ASSIGNMENT:
Examine each line of the listing below. Copy those in which the string "struct" appears.

DATA PROVIDED:
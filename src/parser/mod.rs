//! Request and header file parser.
//!
//! A request file looks like this:
//!
//! ```text
//! POST https://localhost:8080/users
//!
//! Content-Type: application/json
//! Authorization: Bearer {{token}}
//!
//! {"name": "John"}
//! ```
//!
//! The request line comes first, then a blank separator line, then
//! `Name: Value` headers up to the next blank line, and everything after that
//! is the body. A headers file holds only the `Name: Value` lines.
//!
//! Both entry points share one line-driven state machine. The strict mode
//! requires the request line and the separator; the permissive mode lets the
//! request line be omitted and decides once, on the first non-blank line,
//! whether that line is a request line or the first header.

pub mod error;

use crate::models::{Headers, HttpMethod, HttpRequest, PartialRequest};
pub use error::ParseError;
use once_cell::sync::Lazy;
use url::Url;

/// Base used to check relative URLs such as `{{host}}/users` before expansion.
static RELATIVE_URL_BASE: Lazy<Url> =
    Lazy::new(|| Url::parse("http://placeholder.invalid/").expect("Failed to parse base URL"));

#[derive(Debug, Clone, Copy, PartialEq, Eq)]
enum Mode {
    Strict,
    Permissive,
}

#[derive(Debug, Clone, Copy, PartialEq, Eq)]
enum State {
    Start,
    HeadersStart,
    Headers,
    Body,
}

/// How the first non-blank line of a permissive parse is read.
#[derive(Debug, Clone, Copy, PartialEq, Eq)]
enum FirstLine {
    RequestLine,
    Header,
}

struct LineMachine<'a> {
    mode: Mode,
    state: State,
    request: PartialRequest,
    body_lines: Vec<&'a str>,
}

impl<'a> LineMachine<'a> {
    fn new(mode: Mode) -> Self {
        Self {
            mode,
            state: State::Start,
            request: PartialRequest::default(),
            body_lines: Vec::new(),
        }
    }

    fn run(mut self, text: &'a str) -> Result<PartialRequest, ParseError> {
        for (idx, line) in text.lines().enumerate() {
            self.feed(idx + 1, line)?;
        }
        self.finish()
    }

    fn feed(&mut self, line_num: usize, line: &'a str) -> Result<(), ParseError> {
        let blank = line.trim().is_empty();

        match self.state {
            State::Start => {
                if blank {
                    return Ok(());
                }
                match self.classify(line) {
                    FirstLine::RequestLine => {
                        let (method, url) = parse_request_line(line, line_num)?;
                        self.request.method = Some(method);
                        self.request.url = Some(url);
                        self.state = State::HeadersStart;
                    }
                    FirstLine::Header => {
                        self.header(line_num, line)?;
                        self.state = State::Headers;
                    }
                }
            }
            State::HeadersStart => {
                if blank {
                    self.state = State::Headers;
                } else if self.mode == Mode::Permissive {
                    self.header(line_num, line)?;
                    self.state = State::Headers;
                } else {
                    return Err(ParseError::MissingSeparator {
                        content: line.to_string(),
                        line: line_num,
                    });
                }
            }
            State::Headers => {
                if blank {
                    self.state = State::Body;
                } else {
                    self.header(line_num, line)?;
                }
            }
            State::Body => self.body_lines.push(line),
        }

        Ok(())
    }

    /// Strict parses always expect a request line; permissive parses look ahead.
    fn classify(&self, line: &str) -> FirstLine {
        match self.mode {
            Mode::Strict => FirstLine::RequestLine,
            Mode::Permissive if looks_like_request_line(line) => FirstLine::RequestLine,
            Mode::Permissive => FirstLine::Header,
        }
    }

    fn header(&mut self, line_num: usize, line: &str) -> Result<(), ParseError> {
        let (name, value) = parse_header_line(line, line_num)?;
        self.request.headers.insert(name, value);
        Ok(())
    }

    fn finish(mut self) -> Result<PartialRequest, ParseError> {
        if self.mode == Mode::Strict && self.state == State::Start {
            return Err(ParseError::EmptyRequest);
        }
        self.request.body = self.body_lines.join("\n");
        Ok(self.request)
    }
}

/// Parses a complete request file.
///
/// The request line is mandatory and must be followed by a blank line. Empty
/// input is an error.
///
/// # Examples
///
/// ```
/// use restree::parser::parse_request;
///
/// let text = "POST https://localhost:8080\n\nContent-Type: application/json\n\n{\"a\": 1}";
/// let request = parse_request(text).unwrap();
/// assert_eq!(request.method, "POST");
/// assert_eq!(request.headers["Content-Type"], "application/json");
/// assert_eq!(request.body, "{\"a\": 1}");
/// ```
pub fn parse_request(text: &str) -> Result<HttpRequest, ParseError> {
    LineMachine::new(Mode::Strict)
        .run(text)?
        .into_request()
        .ok_or(ParseError::EmptyRequest)
}

/// Parses a request file whose request line may be omitted.
///
/// If the first non-blank line looks like `METHOD URL` it is read as the
/// request line, otherwise it is read as the first header. The blank line
/// after a request line is optional here.
pub fn parse_request_partial(text: &str) -> Result<PartialRequest, ParseError> {
    LineMachine::new(Mode::Permissive).run(text)
}

/// Parses a headers file.
///
/// Every line up to the first blank line (or the end of input) must be a
/// `Name: Value` header. Anything after the first blank line is ignored.
pub fn parse_headers_only(text: &str) -> Result<Headers, ParseError> {
    let mut headers = Headers::new();

    for (idx, line) in text.lines().enumerate() {
        if line.trim().is_empty() {
            break;
        }
        let (name, value) = parse_header_line(line, idx + 1)?;
        headers.insert(name, value);
    }

    Ok(headers)
}

/// Returns true if the line is exactly two tokens and the first is a known method.
pub fn looks_like_request_line(line: &str) -> bool {
    let mut tokens = line.split_whitespace();
    matches!(
        (tokens.next(), tokens.next(), tokens.next()),
        (Some(method), Some(_), None) if HttpMethod::from_str(method).is_some()
    )
}

/// Parses a `METHOD URL` line into its method token and URL.
///
/// The method keeps the case it was written in.
pub fn parse_request_line(line: &str, line_num: usize) -> Result<(String, String), ParseError> {
    let tokens: Vec<&str> = line.split_whitespace().collect();

    let [method, url] = tokens.as_slice() else {
        return Err(ParseError::InvalidRequestLine {
            content: line.trim().to_string(),
            line: line_num,
        });
    };

    if HttpMethod::from_str(method).is_none() {
        return Err(ParseError::InvalidMethod {
            method: method.to_string(),
            line: line_num,
        });
    }

    validate_url(url).map_err(|e| ParseError::InvalidUrl {
        url: url.to_string(),
        line: line_num,
        reason: e.to_string(),
    })?;

    Ok((method.to_string(), url.to_string()))
}

/// Checks that a URL is syntactically parseable.
///
/// Absolute URLs must parse on their own; relative references are accepted
/// if they resolve against a fixed base, which lets placeholder-prefixed URLs
/// through before expansion.
pub fn validate_url(url: &str) -> Result<(), url::ParseError> {
    match Url::parse(url) {
        Ok(_) => Ok(()),
        Err(url::ParseError::RelativeUrlWithoutBase) => RELATIVE_URL_BASE.join(url).map(|_| ()),
        Err(e) => Err(e),
    }
}

/// Splits a header line on its first `:` into a trimmed name and value.
pub fn parse_header_line(line: &str, line_num: usize) -> Result<(String, String), ParseError> {
    let invalid = || ParseError::InvalidHeader {
        header: line.trim().to_string(),
        line: line_num,
    };

    let (name, value) = line.split_once(':').ok_or_else(invalid)?;
    let name = name.trim();
    if name.is_empty() {
        return Err(invalid());
    }

    Ok((name.to_string(), value.trim().to_string()))
}
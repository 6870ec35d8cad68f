//! A freshly scaffolded tree resolves end to end.

use super::Tree;
use restree::config::RestreeConfig;
use restree::scaffold;
use restree::{resolve, ResolveOptions, Variables};

#[cfg(unix)]
#[test]
fn test_scaffolded_tree_resolves() {
    let tree = Tree::new();
    scaffold::init(tree.root(), &RestreeConfig::default()).unwrap();

    let request = resolve(
        tree.root(),
        &tree.root().join("hello.http"),
        &Variables::new(),
        ResolveOptions { expand_body: false },
    )
    .unwrap();

    assert_eq!(request.method, "POST");
    assert_eq!(request.url, "http://localhost/hello");
    assert_eq!(request.headers["Accept"], "*/*");
    assert_eq!(request.headers["Connection"], "keep-alive");
    assert_eq!(request.headers["Content-Type"], "application/json");
    assert!(request.body.contains("\"message\": \"Hello world!\""));
}

#[test]
fn test_scaffold_twice_fails() {
    let tree = Tree::new();
    let written = scaffold::init(tree.root(), &RestreeConfig::default()).unwrap();
    assert_eq!(written.len(), 4);

    let err = scaffold::init(tree.root(), &RestreeConfig::default()).unwrap_err();
    assert!(err.to_string().contains("already exists"));
}
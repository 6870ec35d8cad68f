//! cURL command generation.
//!
//! Renders a resolved request as a cURL invocation so it can be executed by
//! hand or pasted into a terminal.
//!
//! - Methods other than `GET` are passed with `-X`
//! - Headers are emitted with `-H` in name order
//! - A non-empty body is passed with `-d`
//! - Arguments containing shell metacharacters are single-quoted

pub mod generator;

pub use generator::{
    generate_curl_command, generate_curl_command_compact, generate_curl_with_options, CurlOptions,
};
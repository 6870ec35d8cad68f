//! cURL command generator.
//!
//! Converts resolved requests into cURL commands with shell-safe quoting.

use crate::models::{HttpMethod, HttpRequest};

/// Generates a cURL command from a resolved request.
///
/// Commands longer than 80 characters are split over several lines with
/// backslash continuations.
///
/// # Examples
///
/// ```
/// use restree::curl::generate_curl_command;
/// use restree::models::HttpRequest;
///
/// let mut request = HttpRequest::new("POST", "https://api.example.com/users");
/// request.add_header("Content-Type", "application/json");
/// request.body = r#"{"name":"John"}"#.to_string();
///
/// let curl = generate_curl_command(&request);
/// assert!(curl.starts_with("curl \\\n  -X POST"));
/// assert!(curl.ends_with("https://api.example.com/users"));
/// ```
pub fn generate_curl_command(request: &HttpRequest) -> String {
    format_multiline(&command_parts(request))
}

/// Generates a single-line cURL command.
pub fn generate_curl_command_compact(request: &HttpRequest) -> String {
    command_parts(request).join(" ")
}

/// Options for cURL command generation.
#[derive(Debug, Clone, Default)]
pub struct CurlOptions {
    /// Generate a single-line command
    pub compact: bool,
}

/// Converts a request to cURL with the given formatting options.
pub fn generate_curl_with_options(request: &HttpRequest, options: &CurlOptions) -> String {
    if options.compact {
        generate_curl_command_compact(request)
    } else {
        generate_curl_command(request)
    }
}

fn command_parts(request: &HttpRequest) -> Vec<String> {
    let mut parts = vec!["curl".to_string()];

    // GET is curl's default
    if request.http_method() != Some(HttpMethod::GET) {
        parts.push(format!("-X {}", escape_shell_arg(&request.method)));
    }

    for name in request.sorted_header_names() {
        let header = format!("{}: {}", name, request.headers[name]);
        parts.push(format!("-H {}", escape_shell_arg(&header)));
    }

    if request.has_body() {
        parts.push(format!("-d {}", escape_shell_arg(&request.body)));
    }

    // URL last
    parts.push(escape_shell_arg(&request.url));
    parts
}

/// Escapes a string for safe use in shell commands.
///
/// Uses single quotes, escaping any embedded single quotes.
fn escape_shell_arg(arg: &str) -> String {
    if !needs_quoting(arg) {
        return arg.to_string();
    }
    format!("'{}'", arg.replace('\'', "'\\''"))
}

fn needs_quoting(s: &str) -> bool {
    const SPECIAL_CHARS: [char; 26] = [
        ' ', '\t', '\n', '\r', '|', '&', ';', '<', '>', '(', ')', '$', '`', '\\', '"', '\'', '*',
        '?', '[', ']', '#', '~', '=', '%', '{', '}',
    ];

    s.is_empty() || s.chars().any(|c| SPECIAL_CHARS.contains(&c))
}

fn format_multiline(parts: &[String]) -> String {
    let single_line = parts.join(" ");
    if single_line.len() <= 80 {
        return single_line;
    }
    parts.join(" \\\n  ")
}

RESPONSE TO THE TASK:
struct LineMachine<'a> {
pub struct CurlOptions {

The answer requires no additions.